#### [Your instructions]
Filter the records for "sent" and keep each line that has it.

◆ ◆ ◆

impl Client {
    /// Create a client with the default WebSocket connector and settings.
    ///
    /// Every span the client opens is a child of `span`.
    #[must_use]
    pub fn new(dispatch: DispatchTable, span: Span) -> Self {
        Self::builder().dispatch(dispatch).span(span).build()
    }

    /// Start building a client.
    #[must_use]
    pub fn builder() -> ClientBuilder { ClientBuilder::new() }

    /// Try each candidate address in order and bind the first connection that
    /// succeeds.
    ///
    /// # Errors
    ///
    /// - [`ClientError::NoAddresses`] when `addrs` is empty.
    /// - [`ClientError::Closed`] when the current connection was torn down and
    ///   the client has not been reset.
    /// - [`ClientError::AlreadyConnected`] when a connection is already bound.
    /// - [`ClientError::Dial`] when every candidate failed; no connection is
    ///   bound.
    pub async fn dial<S: AsRef<str>>(&self, addrs: &[S]) -> Result<(), ClientError> {
        if addrs.is_empty() {
            return Err(ClientError::NoAddresses);
        }
        let lifecycle = self.lifecycle();
        if lifecycle.is_closed() {
            return Err(ClientError::Closed);
        }
        if self.is_connected() {
            return Err(ClientError::AlreadyConnected);
        }

        let span = dial_span(&self.inner.tracing, &self.inner.span, addrs.len());
        let start = start_timer(self.inner.tracing.dial_timing);
        let result = self
            .dial_candidates(&lifecycle, addrs)
            .instrument(span.clone())
            .await;
        span.in_scope(|| emit_timing_event(start));
        result
    }

    async fn dial_candidates<S: AsRef<str>>(
        &self,
        lifecycle: &Lifecycle,
        addrs: &[S],
    ) -> Result<(), ClientError> {
        let mut last_error = None;
        for addr in addrs.iter().map(AsRef::as_ref) {
            match self.inner.connector.connect(addr).await {
                Ok(transport) => return self.bind(lifecycle, addr, Arc::from(transport)).await,
                Err(error) => {
                    warn!(addr, %error, "dial attempt failed");
                    last_error = Some(error);
                }
            }
        }
        let Some(source) = last_error else {
            return Err(ClientError::NoAddresses);
        };
        Err(ClientError::Dial {
            addrs: addrs.iter().map(|addr| addr.as_ref().to_owned()).collect(),
            source,
        })
    }

    async fn bind(
        &self,
        lifecycle: &Lifecycle,
        addr: &str,
        transport: Arc<dyn Transport>,
    ) -> Result<(), ClientError> {
        let refused = {
            let mut slot = self
                .inner
                .transport
                .write()
                .unwrap_or_else(PoisonError::into_inner);
            // Teardown marks the lifecycle closed before taking the slot, so
            // checking under the lock keeps a late dial from outliving it.
            if lifecycle.is_closed() {
                Some(ClientError::Closed)
            } else if slot.is_some() {
                Some(ClientError::AlreadyConnected)
            } else {
                *slot = Some(Arc::clone(&transport));
                None
            }
        };
        if let Some(error) = refused {
            if let Err(close_error) = transport.close().await {
                debug!(addr, error = %close_error, "closing unused connection failed");
            }
            return Err(error);
        }
        Span::current().record("peer.addr", addr);
        info!(addr, "dial succeeded");
        metrics::inc_connections();
        Ok(())
    }

    /// Spawn the reader and event loops for the bound connection on the
    /// current tokio runtime and return immediately.
    ///
    /// # Errors
    ///
    /// - [`ClientError::NotConnected`] when no connection is bound.
    /// - [`ClientError::AlreadyRunning`] when the loops were already started.
    /// - [`ClientError::Closed`] when teardown has begun; reset first.
    ///
    /// # Panics
    ///
    /// Panics if called outside a tokio runtime.
    pub fn run(&self) -> Result<(), ClientError> {
        let transport = self.transport().ok_or(ClientError::NotConnected)?;
        let lifecycle = self.lifecycle();
        lifecycle.start(|tracker, _shutdown| {
            let (queue_tx, queue_rx) = mpsc::channel(self.inner.config.queue_capacity);
            let reader_ctx = LoopContext {
                client: self.clone(),
                transport: Arc::clone(&transport),
                lifecycle: Arc::clone(&lifecycle),
            };
            let event_ctx = LoopContext {
                client: self.clone(),
                transport,
                lifecycle: Arc::clone(&lifecycle),
            };
            tracker.spawn(
                reader::run(reader_ctx, queue_tx)
                    .instrument(reader_span(&self.inner.tracing, &self.inner.span)),
            );
            tracker.spawn(
                event_loop::run(event_ctx, queue_rx)
                    .instrument(event_loop_span(&self.inner.tracing, &self.inner.span)),
            );
        })
    }

    /// Tear the current connection down.
    ///
    /// The first caller signals both loops to exit, sends a best-effort close
    /// frame, waits until the loops have exited, releases the connection and
    /// finally runs the `on_close` callback with `reason`. Concurrent callers
    /// wait for that to finish; every caller, concurrent or later, gets the
    /// same outcome and the reason of later callers is ignored.
    ///
    /// The teardown runs in its own task, so it completes even when the
    /// returned future is dropped early.
    ///
    /// # Errors
    ///
    /// Returns [`ClientError::Close`] if releasing the connection failed.
    pub async fn close(&self, reason: CloseReason) -> Result<(), ClientError> {
        let lifecycle = self.lifecycle();
        self.begin_teardown(&lifecycle, reason)
            .await
            .map_err(ClientError::Close)
    }

    /// Start the teardown of `lifecycle` unless it already started, and return
    /// its shared outcome.
    fn begin_teardown(&self, lifecycle: &Arc<Lifecycle>, reason: CloseReason) -> Teardown {
        lifecycle.teardown(|| {
            let client = self.clone();
            let owned = Arc::clone(lifecycle);
            let task = tokio::spawn(
                async move { client.teardown(&owned, reason).await }.in_current_span(),
            );
            async move {
                task.await.unwrap_or_else(|error| {
                    Err(TransportError::Stream(format!("teardown task failed: {error}")))
                })
            }
            .boxed()
            .shared()
        })
    }

    /// Close `lifecycle` from a loop without waiting for the teardown, which
    /// itself waits for that loop to exit.
    pub(crate) fn spawn_close(&self, lifecycle: &Arc<Lifecycle>, reason: CloseReason) {
        // The outcome is logged by the teardown.
        drop(self.begin_teardown(lifecycle, reason));
    }

    async fn teardown(
        &self,
        lifecycle: &Lifecycle,
        reason: CloseReason,
    ) -> Result<(), TransportError> {
        let span = close_span(&self.inner.tracing, &self.inner.span, reason);
        let start = start_timer(self.inner.tracing.close_timing);
        let result = self
            .release(lifecycle, reason)
            .instrument(span.clone())
            .await;
        span.record("result", if result.is_ok() { "ok" } else { "error" });
        span.in_scope(|| {
            emit_timing_event(start);
            if let Some(on_close) = &self.inner.on_close {
                on_close(self, reason);
            }
        });
        result
    }

    async fn release(
        &self,
        lifecycle: &Lifecycle,
        reason: CloseReason,
    ) -> Result<(), TransportError> {
        info!(reason = %reason, code = reason.code(), "closing connection");
        // Loops see the close before the peer can answer the close frame, so
        // its reply is not mistaken for a read failure.
        lifecycle.mark_closed();
        if let Some(transport) = self.transport() {
            match time::timeout(
                self.inner.config.close_frame_timeout,
                transport.send(Frame::Close),
            )
            .await
            {
                Ok(Ok(())) => debug!("close frame sent"),
                Ok(Err(error)) => debug!(%error, "close frame not sent"),
                Err(_) => debug!("close frame timed out"),
            }
        }

        lifecycle.wait_loops().await;
        debug!("loops exited");

        let released = self
            .inner
            .transport
            .write()
            .unwrap_or_else(PoisonError::into_inner)
            .take();
        let result = match released {
            Some(transport) => {
                let result = transport.close().await;
                metrics::dec_connections();
                result
            }
            None => Ok(()),
        };
        match &result {
            Ok(()) => info!(reason = %reason, "connection closed"),
            Err(error) => warn!(reason = %reason, %error, "releasing connection failed"),
        }
        metrics::inc_closes(reason);
        result
    }

    /// Make a closed client reusable.
    ///
    /// Installs a fresh lifecycle and clears the authenticated flag. The
    /// dispatch table, settings, span and callback are kept. May be called
    /// from the `on_close` callback.
    ///
    /// # Errors
    ///
    /// Returns [`ClientError::Active`] while a connection is still bound.
    pub fn reset(&self) -> Result<(), ClientError> {
        let transport = self
            .inner
            .transport
            .read()
            .unwrap_or_else(PoisonError::into_inner);
        if transport.is_some() {
            return Err(ClientError::Active);
        }
        *self
            .inner
            .lifecycle
            .write()
            .unwrap_or_else(PoisonError::into_inner) = Lifecycle::new();
        self.inner.authenticated.store(false, Ordering::Release);
        drop(transport);
        debug!(parent: &self.inner.span, "client reset");
        Ok(())
    }

    /// Record that authentication succeeded, which disarms the auth timeout.
    pub fn auth_success(&self) {
        self.inner.authenticated.store(true, Ordering::Release);
        debug!(parent: &self.inner.span, "authenticated");
    }

    /// Whether [`auth_success`](Self::auth_success) was called since the last
    /// reset.
    #[must_use]
    pub fn is_authed(&self) -> bool { self.inner.authenticated.load(Ordering::Acquire) }

    /// Encode `message` and send it as one data frame.
    ///
    /// # Errors
    ///
    /// - [`ClientError::NotConnected`] when no connection is bound.
    /// - [`ClientError::Encode`] when the message cannot be encoded.
    /// - [`ClientError::Send`] when the transport rejects the frame.
    pub async fn send_message(&self, message: &Message) -> Result<(), ClientError> {
        let transport = self.transport().ok_or(ClientError::NotConnected)?;
        self.send_on(transport.as_ref(), message).await
    }

    pub(crate) async fn send_on(
        &self,
        transport: &dyn Transport,
        message: &Message,
    ) -> Result<(), ClientError> {
        let operation = message.operation();
        let bytes = message.to_bytes().map_err(ClientError::Encode)?;
        let span = send_span(&self.inner.tracing, &self.inner.span, operation, bytes.len());
        let start = start_timer(self.inner.tracing.send_timing);
        let result = transport
            .send(Frame::Data(bytes))
            .instrument(span.clone())
            .await;
        span.in_scope(|| emit_timing_event(start));
        match result {
            Ok(()) => {
                metrics::inc_frames(Direction::Outbound);
                Ok(())
            }
            Err(source) => {
                metrics::inc_errors(ErrorKind::Send);
                Err(ClientError::Send { operation, source })
            }
        }
    }

    /// Send a heartbeat immediately, outside the regular schedule.
    ///
    /// # Errors
    ///
    /// See [`send_message`](Self::send_message).
    pub async fn send_heartbeat(&self) -> Result<(), ClientError> {
        self.send_message(&Message::heartbeat()).await
    }

    /// Send an authentication request carrying `payload`.
    ///
    /// The reply arrives as an `AUTH_REPLY` message; its handler decides
    /// whether to call [`auth_success`](Self::auth_success).
    ///
    /// # Errors
    ///
    /// See [`send_message`](Self::send_message).
    pub async fn send_auth(&self, payload: impl Into<Bytes>) -> Result<(), ClientError> {
        self.send_message(&Message::auth(payload)).await
    }

    /// Resolve once teardown of the current connection has begun.
    pub async fn closed(&self) {
        let lifecycle = self.lifecycle();
        lifecycle.shutdown().cancelled().await;
    }

    /// Whether teardown of the current connection has begun.
    #[must_use]
    pub fn is_closed(&self) -> bool { self.lifecycle().is_closed() }

    /// Whether a connection is bound.
    #[must_use]
    pub fn is_connected(&self) -> bool {
        self.inner
            .transport
            .read()
            .unwrap_or_else(PoisonError::into_inner)
            .is_some()
    }

    /// Number of loops the current connection is running.
    #[must_use]
    pub fn active_loops(&self) -> usize { self.lifecycle().active_loops() }

    pub(crate) fn dispatch(&self) -> &DispatchTable { &self.inner.dispatch }

    pub(crate) fn config(&self) -> &ClientConfig { &self.inner.config }

    fn lifecycle(&self) -> Arc<Lifecycle> {
        Arc::clone(
            &self
                .inner
                .lifecycle
                .read()
                .unwrap_or_else(PoisonError::into_inner),
        )
    }

    fn transport(&self) -> Option<Arc<dyn Transport>> {
        self.inner
            .transport
            .read()
            .unwrap_or_else(PoisonError::into_inner)
            .clone()
    }
}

◆ ◆ ◆

#### [Exercise result]
                Ok(Ok(())) => debug!("close frame sent"),
                Ok(Err(error)) => debug!(%error, "close frame not sent"),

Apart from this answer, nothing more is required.